I often find myself thinking back to a Commencement Speech during my son Randy’s graduation from Southern New Hampshire University in 2008. The speech delivered by Clayton Christensen, a professor at Harvard University Business School, was on “The Importance of the Right Question.” I reflect on that speech now because of a question Christensen recalled asking a Marxist economist from China who was completing a fellowship in the United States.
Professor Christensen asked his Chinese friend if he had learned anything about democracy and capitalism that surprised him. The economist’s answer surprised Christensen and, I’m certain, most people at that commencement.
“I had no idea how critical religion is to the functioning of democracy and capitalism,” Christensen’s friend replied. He went on to explain that in America’s churches people are taught to voluntarily obey the law, to respect other people’s property, not cheat, steal or lie. Democracy works, he noted, because most people voluntarily obey the laws most of the time. Capitalism works for the same reason and because most people voluntarily keep their promises. Why? Because even if they can break laws, lie, cheat and steal and not get caught, religion teaches them that they are accountable to a higher power.
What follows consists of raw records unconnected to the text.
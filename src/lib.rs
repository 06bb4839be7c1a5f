pub mod app;
pub mod cli;
pub mod data;
pub mod domain;
pub mod resilience;
pub mod scene;
pub mod ui;

#[cfg(test)]
pub(crate) mod test_support;

use std::io::{self, Stdout};

use anyhow::Result;
use app::events::{AppEvent, spawn_input_task};
use app::state::{AppMode, AppState, forecast_client, geocode_client};
use cli::{Cli, UnitsArg};
use crossterm::{
    event::DisableMouseCapture,
    execute,
    terminal::{EnterAlternateScreen, LeaveAlternateScreen, disable_raw_mode, enable_raw_mode},
};
use domain::{
    demo,
    format::format_temp,
    summary::current_summary,
    weather::{ForecastBundle, Location, Units, convert_temp},
};
use futures::StreamExt;
use ratatui::{Terminal, backend::CrosstermBackend};
use scene::classify::condition_from_code;
use tokio::sync::mpsc;

pub async fn run(cli: Cli) -> Result<()> {
    if cli.one_shot {
        return run_one_shot(&cli).await;
    }

    let mut terminal = setup_terminal()?;
    let result = run_inner(&mut terminal, cli).await;
    restore_terminal(&mut terminal)?;
    result
}

async fn run_inner(terminal: &mut Terminal<CrosstermBackend<Stdout>>, cli: Cli) -> Result<()> {
    let (tx, mut rx) = mpsc::channel::<AppEvent>(256);
    let input_stream = spawn_input_task();
    tokio::pin!(input_stream);

    let mut app = AppState::new(&cli);
    let size = terminal.size()?;
    app.resize(size.width, size.height);

    tx.send(AppEvent::Bootstrap).await?;

    while app.running {
        tokio::select! {
            maybe_input = input_stream.next() => {
                if let Some(input) = maybe_input {
                    app.handle_event(AppEvent::Input(input), &tx, &cli).await?;
                }
            }
            maybe_event = rx.recv() => {
                if let Some(event) = maybe_event {
                    app.handle_event(event, &tx, &cli).await?;
                }
            }
        }

        terminal.draw(|frame| ui::render(frame, &app))?;

        if app.mode == AppMode::Quit {
            app.running = false;
        }
    }

    Ok(())
}

/// Non-interactive mode: fetch once, print a short report, exit.
async fn run_one_shot(cli: &Cli) -> Result<()> {
    let bundle = fetch_snapshot(cli).await?;
    let units = match cli.units {
        UnitsArg::Celsius => Units::Celsius,
        UnitsArg::Fahrenheit => Units::Fahrenheit,
    };

    let temp = bundle.current.temperature.map(|t| convert_temp(t, units));
    println!("{}", bundle.location);
    println!(
        "{}{}  {}",
        format_temp(temp),
        units.suffix(),
        condition_from_code(bundle.current.weather_code)
    );
    if let (Some(high), Some(low)) = (bundle.today_high(), bundle.today_low()) {
        println!(
            "H {}{}  L {}{}",
            format_temp(Some(convert_temp(high, units))),
            units.suffix(),
            format_temp(Some(convert_temp(low, units))),
            units.suffix()
        );
    }
    let summary = current_summary(&bundle.current);
    if !summary.is_empty() {
        println!("{summary}");
    }
    Ok(())
}

async fn fetch_snapshot(cli: &Cli) -> Result<ForecastBundle> {
    if let Some(scenario) = cli.demo_scenario() {
        return Ok(demo::bundle(scenario));
    }
    let location = if let (Some(lat), Some(lon)) = (cli.lat, cli.lon) {
        Location::from_coords(lat, lon)
    } else {
        geocode_client(cli)
            .lookup(&cli.default_city(), cli.country_code.as_deref())
            .await?
    };
    Ok(forecast_client(cli).fetch(&location).await?)
}

fn setup_terminal() -> Result<Terminal<CrosstermBackend<Stdout>>> {
    install_panic_hook();
    enable_raw_mode()?;
    let mut stdout = io::stdout();
    execute!(stdout, EnterAlternateScreen)?;
    let backend = CrosstermBackend::new(stdout);
    Ok(Terminal::new(backend)?)
}

fn restore_terminal(terminal: &mut Terminal<CrosstermBackend<Stdout>>) -> Result<()> {
    disable_raw_mode()?;
    execute!(
        terminal.backend_mut(),
        LeaveAlternateScreen,
        DisableMouseCapture
    )?;
    terminal.show_cursor()?;
    Ok(())
}

fn install_panic_hook() {
    let existing = std::panic::take_hook();
    std::panic::set_hook(Box::new(move |panic| {
        let _ = disable_raw_mode();
        let mut stdout = io::stdout();
        let _ = execute!(stdout, LeaveAlternateScreen, DisableMouseCapture);
        existing(panic);
    }));
}
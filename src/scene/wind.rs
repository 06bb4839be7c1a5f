#![allow(clippy::cast_possible_truncation, clippy::cast_sign_loss, clippy::cast_precision_loss)]

//! Wind gust streaks.
//!
//! Each gust is a long shallow arc, bowed by a sine wobble at its control
//! point, sweeping from west to east. A gust that clears the east edge
//! reseeds fully off-screen to the west at a fresh row, so streaks always
//! enter mid-flight rather than popping into view.

use rand::Rng;

use crate::scene::classify::WindParams;
use crate::scene::engine::{EffectEngine, LayerStyle, population};
use crate::scene::surface::Surface;

const FLOOR: usize = 10;
const CELLS_PER_GUST: u32 = 110;
const EDGE: f32 = 4.0;

#[derive(Debug, Clone)]
struct Gust {
    x: f32,
    y: f32,
    len: f32,
    arc: f32,
    heavy: bool,
    base_speed: f32,
    wobble_phase: f32,
    wobble_speed: f32,
    wobble_amp: f32,
}

#[derive(Debug)]
pub struct WindEngine {
    params: WindParams,
    style: LayerStyle,
    surface: Surface,
    gusts: Vec<Gust>,
}

impl WindEngine {
    pub fn new(params: WindParams, style: LayerStyle) -> Self {
        Self {
            params,
            style,
            surface: Surface::new(0, 0),
            gusts: Vec::new(),
        }
    }

    pub fn params(&self) -> WindParams {
        self.params
    }

    pub fn gust_count(&self) -> usize {
        self.gusts.len()
    }

    fn reseed(&mut self) {
        let mut rng = rand::rng();
        let count = population(
            self.surface.area(),
            CELLS_PER_GUST,
            self.params.intensity,
            FLOOR,
        );
        let w = f32::from(self.surface.width()).max(1.0);
        let h = f32::from(self.surface.height()).max(1.0);
        self.gusts = (0..count)
            .map(|_| Gust {
                x: rng.random_range(0.0..w),
                y: rng.random_range(0.0..h),
                len: rng.random_range(10.0..26.0),
                arc: rng.random_range(0.6..1.7),
                heavy: rng.random_bool(0.4),
                base_speed: rng.random_range(0.11..0.24),
                wobble_phase: rng.random_range(0.0..std::f32::consts::TAU),
                wobble_speed: rng.random_range(0.01..0.03),
                wobble_amp: rng.random_range(0.2..0.8),
            })
            .collect();
    }
}

impl EffectEngine for WindEngine {
    fn resize(&mut self, width: u16, height: u16) {
        self.surface = Surface::new(width, height);
        self.reseed();
    }

    fn tick(&mut self) {
        if self.surface.is_empty() {
            return;
        }
        self.surface.fade(self.style.trail_alpha);

        let w = f32::from(self.surface.width());
        let h = f32::from(self.surface.height());
        let speed = self.params.speed;
        let mut rng = rand::rng();

        for gust in &mut self.gusts {
            gust.wobble_phase += gust.wobble_speed;
            gust.x += (gust.base_speed + speed * 0.09) * 1.2;
            gust.y += (speed - 1.0) * 0.01;

            if gust.x > w + EDGE {
                gust.x = -(gust.len + EDGE);
                gust.y = rng.random_range(0.0..h);
            } else if gust.y > h + EDGE {
                gust.y = -EDGE / 2.0;
            } else if gust.y < -EDGE {
                gust.y = h + EDGE / 2.0;
            }

            stamp_gust(&mut self.surface, gust);
        }
    }

    fn surface(&self) -> &Surface {
        &self.surface
    }

    fn style(&self) -> LayerStyle {
        self.style
    }
}

/// Stamps the gust's quadratic arc: start at the gust position, end a full
/// length east and `arc` rows south, bowed through a wobbling control
/// point at 40% of the length.
fn stamp_gust(surface: &mut Surface, gust: &Gust) {
    let wobble = gust.wobble_phase.sin() * gust.wobble_amp;
    let (sx, sy) = (gust.x, gust.y);
    let (cx, cy) = (gust.x + gust.len * 0.4, gust.y + wobble);
    let (ex, ey) = (gust.x + gust.len, gust.y + gust.arc);

    let steps = gust.len.ceil().max(2.0);
    let mut prev_y = sy;
    for i in 0..=steps as u32 {
        let t = i as f32 / steps;
        let u = 1.0 - t;
        let x = u * u * sx + 2.0 * u * t * cx + t * t * ex;
        let y = u * u * sy + 2.0 * u * t * cy + t * t * ey;
        let glyph = gust_glyph(y - prev_y, gust.heavy);
        surface.stamp(x, y, glyph, 1.0);
        prev_y = y;
    }
}

fn gust_glyph(dy: f32, heavy: bool) -> char {
    if dy > 0.3 {
        '╲'
    } else if dy < -0.3 {
        '╱'
    } else if heavy {
        '━'
    } else {
        '─'
    }
}
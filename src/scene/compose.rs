//! Scene composition: one weather snapshot in, one immutable parameter
//! bundle out.
//!
//! This is the only place cross-effect rules live. Classifiers stay
//! independent; composition derives the star field from cloud cover and
//! precipitation, gates sunshine on daylight, and dims it by cloud cover.
//! Callers recompute the whole bundle on every confirmed weather change
//! and hand it to [`SceneStack::apply`](crate::scene::stack::SceneStack).

use crate::scene::background::{Background, background_from_weather};
use crate::scene::classify::{
    CloudParams, RainParams, SnowParams, SunParams, WindParams, clouds_from_code, rain_from_code,
    snow_from_code, sunshine_from_code, wind_effect_from_speed,
};

/// The four forecast signals the scene reads. Every field is optional;
/// an empty snapshot composes to a bare clear-night sky.
#[derive(Debug, Clone, Copy, PartialEq, Default)]
pub struct WeatherSnapshot {
    pub weather_code: Option<u8>,
    pub wind_speed: Option<f32>,
    pub wind_gusts: Option<f32>,
    pub is_day: Option<bool>,
}

/// Star field parameters, derived during composition rather than by a
/// classifier: precipitation suppresses stars and cloud cover thins them.
#[derive(Debug, Clone, Copy, PartialEq, Default)]
pub struct StarParams {
    pub enabled: bool,
    pub density: f32,
    pub twinkle_speed: f32,
}

#[derive(Debug, Clone, Copy, PartialEq, Default)]
pub struct SceneParams {
    pub background: Background,
    pub rain: RainParams,
    pub snow: SnowParams,
    pub clouds: CloudParams,
    pub sun: SunParams,
    pub stars: StarParams,
    pub wind: WindParams,
}

pub fn compose(snapshot: &WeatherSnapshot) -> SceneParams {
    let code = snapshot.weather_code;
    let rain = rain_from_code(code, snapshot.wind_speed);
    let snow = snow_from_code(code, snapshot.wind_speed);
    let clouds = clouds_from_code(code);
    let wind = wind_effect_from_speed(snapshot.wind_speed, snapshot.wind_gusts);
    let sunshine = sunshine_from_code(code);

    let cloudiness = if clouds.enabled { clouds.intensity } else { 0.0 };
    let is_day = snapshot.is_day == Some(true);
    let is_night = snapshot.is_day == Some(false);

    // Rain hides the sun outright; otherwise clouds dim it proportionally.
    let sun_factor = if rain.enabled { 0.0 } else { 1.0 - cloudiness };
    let sun = if sunshine.enabled && is_day {
        SunParams {
            enabled: true,
            intensity: sunshine.intensity * sun_factor,
        }
    } else {
        SunParams::default()
    };

    let stars = if is_night && !rain.enabled && !snow.enabled {
        StarParams {
            enabled: true,
            density: (1.0 - cloudiness * 0.6).max(0.6),
            twinkle_speed: 0.05 + cloudiness * 0.02,
        }
    } else {
        StarParams::default()
    };

    SceneParams {
        background: background_from_weather(
            code,
            snapshot.is_day,
            snapshot.wind_speed,
            snapshot.wind_gusts,
        ),
        rain,
        snow,
        clouds,
        sun,
        stars,
        wind,
    }
}
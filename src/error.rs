//! Error types for API misuse.
//!
//! A `Failure` is a modelled outcome and is never represented by these types.
//! The errors here describe a broken contract on the caller's side: unwrapping
//! the wrong variant, or asking for a `Failure` without saying why. The
//! panicking operations use their `Display` output as the panic message, and
//! the `try_*` operations hand them back as ordinary `Err` values.

use std::fmt;

/// The variant an operation required or found.
///
/// # Examples
///
/// ```rust
/// use expected::error::Variant;
///
/// assert_eq!(Variant::Success.to_string(), "Success");
/// assert_eq!(Variant::Failure.to_string(), "Failure");
/// ```
#[derive(Debug, Clone, Copy, PartialEq, Eq, Hash)]
pub enum Variant {
    /// The `Success` variant.
    Success,
    /// The `Failure` variant.
    Failure,
}

impl fmt::Display for Variant {
    fn fmt(&self, formatter: &mut fmt::Formatter<'_>) -> fmt::Result {
        match self {
            Self::Success => formatter.write_str("Success"),
            Self::Failure => formatter.write_str("Failure"),
        }
    }
}

/// Raised when an unwrapping operation is called on the wrong variant.
///
/// The `detail` field carries the `Debug` rendering of the payload that was
/// found instead, so the report says *which* failure was unwrapped.
///
/// # Examples
///
/// ```rust
/// use expected::Expected;
///
/// let failure: Expected<i32, &str> = Expected::Failure("disk full");
/// let error = failure.try_unwrap().unwrap_err();
/// assert_eq!(
///     error.to_string(),
///     "called `Expected::unwrap()` on a `Failure` value: \"disk full\""
/// );
/// ```
#[derive(Debug, Clone, PartialEq, Eq)]
pub struct InvalidStateError {
    /// The name of the method that was misused.
    pub method_name: &'static str,
    /// The variant that was actually present.
    pub found: Variant,
    /// `Debug` rendering of the payload that was present.
    pub detail: String,
}

impl InvalidStateError {
    pub(crate) fn new(method_name: &'static str, found: Variant, payload: &dyn fmt::Debug) -> Self {
        Self {
            method_name,
            found,
            detail: format!("{payload:?}"),
        }
    }
}

impl fmt::Display for InvalidStateError {
    fn fmt(&self, formatter: &mut fmt::Formatter<'_>) -> fmt::Result {
        write!(
            formatter,
            "called `Expected::{}()` on a `{}` value: {}",
            self.method_name, self.found, self.detail
        )
    }
}

impl std::error::Error for InvalidStateError {}

/// Raised when a strict constructor is asked to build a `Failure` without an
/// error payload.
///
/// # Examples
///
/// ```rust
/// use expected::construct::try_expect;
///
/// let error = try_expect::<i32, String>(None, None).unwrap_err();
/// assert_eq!(
///     error.to_string(),
///     "try_expect: `error` must be present when `value` is absent"
/// );
/// ```
#[derive(Debug, Clone, PartialEq, Eq)]
pub struct MisuseError {
    /// The name of the constructor that was misused.
    pub function_name: &'static str,
    /// The name of the argument that was absent.
    pub argument_name: &'static str,
}

impl fmt::Display for MisuseError {
    fn fmt(&self, formatter: &mut fmt::Formatter<'_>) -> fmt::Result {
        write!(
            formatter,
            "{}: `{}` must be present when `value` is absent",
            self.function_name, self.argument_name
        )
    }
}

impl std::error::Error for MisuseError {}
Christensen’s Marxist friend is not the first foreigner to recognize the importance of religion for the success of a democracy. Back in the 1800 French visitor Alexis de Tocqueville published a book titled Democracy in America. In it he wrote:
"I sought for the key to the greatness and genius of America in her harbors...; in her fertile fields and boundless forests; in her rich mines and vast world commerce; in her public school system and institutions of learning. I sought for it in her democratic Congress and in her matchless Constitution. Not until I went into the churches of America and heard her pulpits flame with righteousness did I understand the secret of her genius and power. America is great because America is good, and if America ever ceases to be good, America will cease to be great."
But we Americans now have a problem, and it is a critical one that threatens our democracy. As a number of studies have begun to demonstrate, religion in America is on the decline. !n her article for Psychology Today “The Real Reason Religion Is Declining In America” Jean M. Twenge reveals that “Millennials are the least religious generation in American history.” Her study found that the reason for this is because of our society’s obsessive focus on individualism and the culture of “me” at the expense of social rules and responsibilities.
That’s why I keep recalling the Christensen commencement speech and the response of his Chinese friend about democracy and capitalism. We really are now a democracy at risk.
Without religion which constantly reminds us that we are accountable to a higher power, no amount of laws or societal regulations will save our democracy, or us, from ruin. As C. S. Lewis has pointed out:
"What is the good of drawing up, on paper, rules for social behavior, if we know that, in fact, our greed, cowardice, ill-temper and self-conceit are going to prevent us from keeping them? …It is easy enough to remove the particular kinds of graft and bullying that goes on under the present system: but as long as men are twisters or bullies they will find some new way of carrying on the old game under the new system. You cannot make men good by law: and without good men you cannot have a good society. That is why we must go on to think of the second thing: of morality inside the individual." [C.S. Lewis Mere Christianity, p. 72]
If democracy in America is to survive, we must, each of us, recognize religion’s critical importance to us—and to our nation.